8:30 am, mid-April, standing on the platform of Track 3, waiting for the Times Square shuttle to take me to Grand Central Station. About six hundred people are queued up, clustered in blobs along memorized spots where we know the subway doors will open. Most are just standing. Some are reading the morning papers. I’m downloading email through a metal ventilation shaft in the ceiling. I point my wireless modem like a diving rod toward the breeze coming down from the street above. I can see people’s feet criss-crossing the grate. If wind can get down here this way, I figure packets of data can too.   (Link)

He was describing his experience of mobile, wireless internet connectivity using Palm Pilot with an attached (bulky) Novatel Minstrel modem. This image stuck in my mind. I had had net access since the late eighties as a student, and limited access at work (I’m a developer) since about 1993, but always tethered to a desk. This mobile internet idea was cool. I decided that I had to get some of this.

In late 1998 I bought my first mobile computing device – a Philips Velo 500. This was pretty curring-edge at the time: about as big as a thick paperback, it ran Windows CE 2, had a monochrome LCD display with a green backlight, and a “chicklet” keyboard. Crucially, it also had a built-in 19.2kb/s modem, and built-in browser and email client. I had great fun plugging it into phone lines and showing people “look… email… web…!”. It wasn’t all that impressive, though, and it was too big and heavy to fit into a pocket.I didn’t yet have a mobile phone, and the Velo wouldn’t have connected to it anyway. All in all, not really what I’d imagined.

In late 1999 I bought a Palm Vx. This was a significant improvement. Even with its tiny 33.6kb/s modem clipped on it would fit comfortably in a jacket pocket. I bought some third-party brower and email software. Then I got a mobile phone with an IRDA modem, and suddenly I could sit in Starbucks downloading my email like a proper alpha geek. For a couple of years that was my primary personal email system. It was slow, though – GSM data runs at about 9kb/s.

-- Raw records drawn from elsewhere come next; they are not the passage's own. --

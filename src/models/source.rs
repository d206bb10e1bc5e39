//! Declarative source profiles.
//!
//! Every upstream is described by data: endpoint template, query template,
//! base confidence, keyword vocabulary and extraction strategy. Adding a
//! source is a config change, not a new type.

use serde::{Deserialize, Serialize};

use crate::models::{ResilienceConfig, SourceId};

/// Broad category of an upstream.
#[derive(Debug, Clone, Copy, PartialEq, Eq, Serialize, Deserialize)]
#[serde(rename_all = "snake_case")]
pub enum SourceKind {
    WebSearch,
    Blog,
    Cafe,
    PlaceApi,
    OpenData,
}

/// Maps a keyword found in page text to a facility tag.
#[derive(Debug, Clone, PartialEq, Eq, Serialize, Deserialize)]
pub struct FacilityKeyword {
    /// Keyword to search for in response text
    pub keyword: String,

    /// Normalized facility tag
    pub tag: String,
}

impl FacilityKeyword {
    pub fn new(keyword: &str, tag: &str) -> Self {
        Self {
            keyword: keyword.to_string(),
            tag: tag.to_string(),
        }
    }
}

/// JSON pointers to structured fields inside one result object.
#[derive(Debug, Clone, Default, PartialEq, Eq, Serialize, Deserialize)]
pub struct JsonFields {
    #[serde(default)]
    pub name: Option<String>,
    #[serde(default)]
    pub address: Option<String>,
    #[serde(default)]
    pub phone: Option<String>,
    #[serde(default)]
    pub rating: Option<String>,
    #[serde(default)]
    pub review_count: Option<String>,
    #[serde(default)]
    pub price: Option<String>,
}

/// How a response body is turned into searchable text and fields.
#[derive(Debug, Clone, PartialEq, Eq, Serialize, Deserialize)]
#[serde(tag = "kind", rename_all = "snake_case")]
pub enum ExtractionStrategy {
    /// Parse HTML and scan the text of `scope_selector` matches (or the whole body).
    Html {
        #[serde(default)]
        scope_selector: Option<String>,
    },
    /// Parse JSON, read `fields` below `root`, scan remaining strings as text.
    Json {
        #[serde(default)]
        root: String,
        #[serde(default)]
        fields: JsonFields,
    },
}

/// Configuration of one upstream source.
#[derive(Debug, Clone, Serialize, Deserialize)]
pub struct SourceProfile {
    /// Stable identifier used in fragments, logs and health output
    pub id: SourceId,

    /// Human-readable name
    pub name: String,

    pub kind: SourceKind,

    #[serde(default = "defaults::enabled")]
    pub enabled: bool,

    /// Lower runs first
    pub priority: u32,

    /// URL template with `{query}` and optional `{api_key}` placeholders
    pub endpoint: String,

    /// Query template with `{name}` and `{address}` placeholders
    #[serde(default = "defaults::query_template")]
    pub query_template: String,

    /// Base confidence assigned to fragments from this source
    pub confidence: f64,

    pub extraction: ExtractionStrategy,

    #[serde(default = "default_facility_keywords")]
    pub facility_keywords: Vec<FacilityKeyword>,

    /// Environment variable holding the API key, if the source needs one
    #[serde(default)]
    pub api_key_env: Option<String>,

    /// Header carrying the API key (e.g. `Authorization`)
    #[serde(default)]
    pub api_key_header: Option<String>,

    /// Prefix prepended to the key in the header (e.g. `KakaoAK `)
    #[serde(default)]
    pub api_key_prefix: Option<String>,

    /// Overrides `crawler.timeout_secs`
    #[serde(default)]
    pub timeout_secs: Option<u64>,

    /// Overrides the global `[resilience]` block
    #[serde(default)]
    pub resilience: Option<ResilienceConfig>,
}

mod defaults {
    pub fn enabled() -> bool {
        true
    }
    pub fn query_template() -> String {
        "{name} {address}".into()
    }
}

/// Facility vocabulary shared by the built-in sources.
pub fn default_facility_keywords() -> Vec<FacilityKeyword> {
    [
        ("24시간", "24시간"),
        ("24시", "24시간"),
        ("연중무휴", "24시간"),
        ("샤워", "샤워시설"),
        ("주차", "주차"),
        ("PT", "PT"),
        ("퍼스널", "PT"),
        ("GX", "GX"),
        ("그룹운동", "GX"),
        ("사우나", "사우나"),
        ("락커", "락커"),
        ("사물함", "락커"),
        ("운동복", "운동복"),
        ("수건", "수건"),
        ("인바디", "인바디"),
        ("요가", "요가"),
        ("필라테스", "필라테스"),
        ("스피닝", "스피닝"),
        ("크로스핏", "크로스핏"),
        ("수영장", "수영장"),
        ("골프", "골프"),
    ]
    .into_iter()
    .map(|(keyword, tag)| FacilityKeyword::new(keyword, tag))
    .collect()
}

/// Community sources mention amenities in looser wording.
fn community_facility_keywords() -> Vec<FacilityKeyword> {
    let mut keywords = default_facility_keywords();
    keywords.extend([
        FacilityKeyword::new("샤워실", "샤워시설"),
        FacilityKeyword::new("무료주차", "주차"),
        FacilityKeyword::new("개인락커", "락커"),
        FacilityKeyword::new("1:1", "PT"),
    ]);
    keywords
}

/// Built-in sources, most reliable first.
pub fn default_sources() -> Vec<SourceProfile> {
    vec![
        SourceProfile {
            id: "kakao_place".into(),
            name: "Kakao Local".into(),
            kind: SourceKind::PlaceApi,
            enabled: true,
            priority: 10,
            endpoint: "https://dapi.kakao.com/v2/local/search/keyword.json?query={query}&size=1"
                .into(),
            query_template: "{name} {address}".into(),
            confidence: 0.85,
            extraction: ExtractionStrategy::Json {
                root: "/documents/0".into(),
                fields: JsonFields {
                    name: Some("/place_name".into()),
                    address: Some("/road_address_name".into()),
                    phone: Some("/phone".into()),
                    ..JsonFields::default()
                },
            },
            facility_keywords: default_facility_keywords(),
            api_key_env: Some("KAKAO_REST_API_KEY".into()),
            api_key_header: Some("Authorization".into()),
            api_key_prefix: Some("KakaoAK ".into()),
            timeout_secs: None,
            resilience: None,
        },
        SourceProfile {
            id: "public_data".into(),
            name: "Public Sports Facility Data".into(),
            kind: SourceKind::OpenData,
            enabled: true,
            priority: 20,
            endpoint: "https://apis.data.go.kr/B551014/SRVC_API_SFMS_FACI/TODZ_API_SFMS_FACI?serviceKey={api_key}&resultType=json&numOfRows=1&faci_nm={query}".into(),
            query_template: "{name}".into(),
            confidence: 0.8,
            extraction: ExtractionStrategy::Json {
                root: "/response/body/items/item/0".into(),
                fields: JsonFields {
                    name: Some("/faci_nm".into()),
                    address: Some("/faci_road_addr".into()),
                    phone: Some("/faci_tel_no".into()),
                    ..JsonFields::default()
                },
            },
            facility_keywords: default_facility_keywords(),
            api_key_env: Some("PUBLIC_DATA_SERVICE_KEY".into()),
            api_key_header: None,
            api_key_prefix: None,
            timeout_secs: Some(15),
            resilience: None,
        },
        SourceProfile {
            id: "naver_search".into(),
            name: "Naver Search".into(),
            kind: SourceKind::WebSearch,
            enabled: true,
            priority: 30,
            endpoint: "https://search.naver.com/search.naver?query={query}".into(),
            query_template: "{name} {address} 헬스장".into(),
            confidence: 0.6,
            extraction: ExtractionStrategy::Html {
                scope_selector: Some("#main_pack".into()),
            },
            facility_keywords: default_facility_keywords(),
            api_key_env: None,
            api_key_header: None,
            api_key_prefix: None,
            timeout_secs: None,
            resilience: None,
        },
        SourceProfile {
            id: "naver_blog".into(),
            name: "Naver Blog".into(),
            kind: SourceKind::Blog,
            enabled: true,
            priority: 40,
            endpoint: "https://search.naver.com/search.naver?where=blog&query={query}".into(),
            query_template: "{name} 후기".into(),
            confidence: 0.5,
            extraction: ExtractionStrategy::Html {
                scope_selector: Some(".api_txt_lines, .total_area".into()),
            },
            facility_keywords: community_facility_keywords(),
            api_key_env: None,
            api_key_header: None,
            api_key_prefix: None,
            timeout_secs: None,
            resilience: None,
        },
        SourceProfile {
            id: "daum_cafe".into(),
            name: "Daum Cafe".into(),
            kind: SourceKind::Cafe,
            enabled: true,
            priority: 50,
            endpoint: "https://search.daum.net/search?w=cafe&q={query}".into(),
            query_template: "{name} {address}".into(),
            confidence: 0.4,
            extraction: ExtractionStrategy::Html {
                scope_selector: None,
            },
            facility_keywords: community_facility_keywords(),
            api_key_env: None,
            api_key_header: None,
            api_key_prefix: None,
            timeout_secs: None,
            resilience: None,
        },
    ]
}

#[cfg(test)]
mod tests {
    use super::*;

    #[test]
    fn default_sources_are_ordered_by_reliability() {
        let sources = default_sources();
        assert_eq!(sources.len(), 5);
        for pair in sources.windows(2) {
            assert!(pair[0].priority < pair[1].priority);
            assert!(pair[0].confidence >= pair[1].confidence);
        }
    }

    #[test]
    fn extraction_strategy_is_tagged() {
        let strategy: ExtractionStrategy =
            toml::from_str("kind = \"html\"\nscope_selector = \"#main\"").unwrap();
        assert_eq!(
            strategy,
            ExtractionStrategy::Html {
                scope_selector: Some("#main".into())
            }
        );

        let strategy: ExtractionStrategy =
            toml::from_str("kind = \"json\"\nroot = \"/items/0\"\n[fields]\nphone = \"/tel\"")
                .unwrap();
        match strategy {
            ExtractionStrategy::Json { root, fields } => {
                assert_eq!(root, "/items/0");
                assert_eq!(fields.phone.as_deref(), Some("/tel"));
            }
            other => panic!("unexpected strategy {other:?}"),
        }
    }

    #[test]
    fn community_vocabulary_extends_default() {
        let base = default_facility_keywords();
        let community = community_facility_keywords();
        assert!(community.len() > base.len());
        assert!(community.iter().any(|k| k.keyword == "샤워실"));
    }
}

Also, making sure that the phone stayed in line of sight with the Vx was awkward. But it worked.

By 2004 I had acquired an HP 4150 PDA and a GPRS phone. This was more like it! The 4150 had a colour screen with decent resolution and the Bluetooth/GPRS connection was quite fast. It was annoying that that I had to fiddle with both devices to turn bluetooth on before accessing the net, the data charges were pretty steep, and I now had two devices to carry around. The main problem, though, was that Windows CE was just plain awful to use. Hmm. Still not right.

So now I have this G1. It has a high-resolution screen, okay keyboard, always-on broadband, and its fairly small. Its my fourth personal generation of mobile internet device, and it finally seems that it might be what I wanted back in 1998 – although I didn’t know what that was at the time. We’ll see.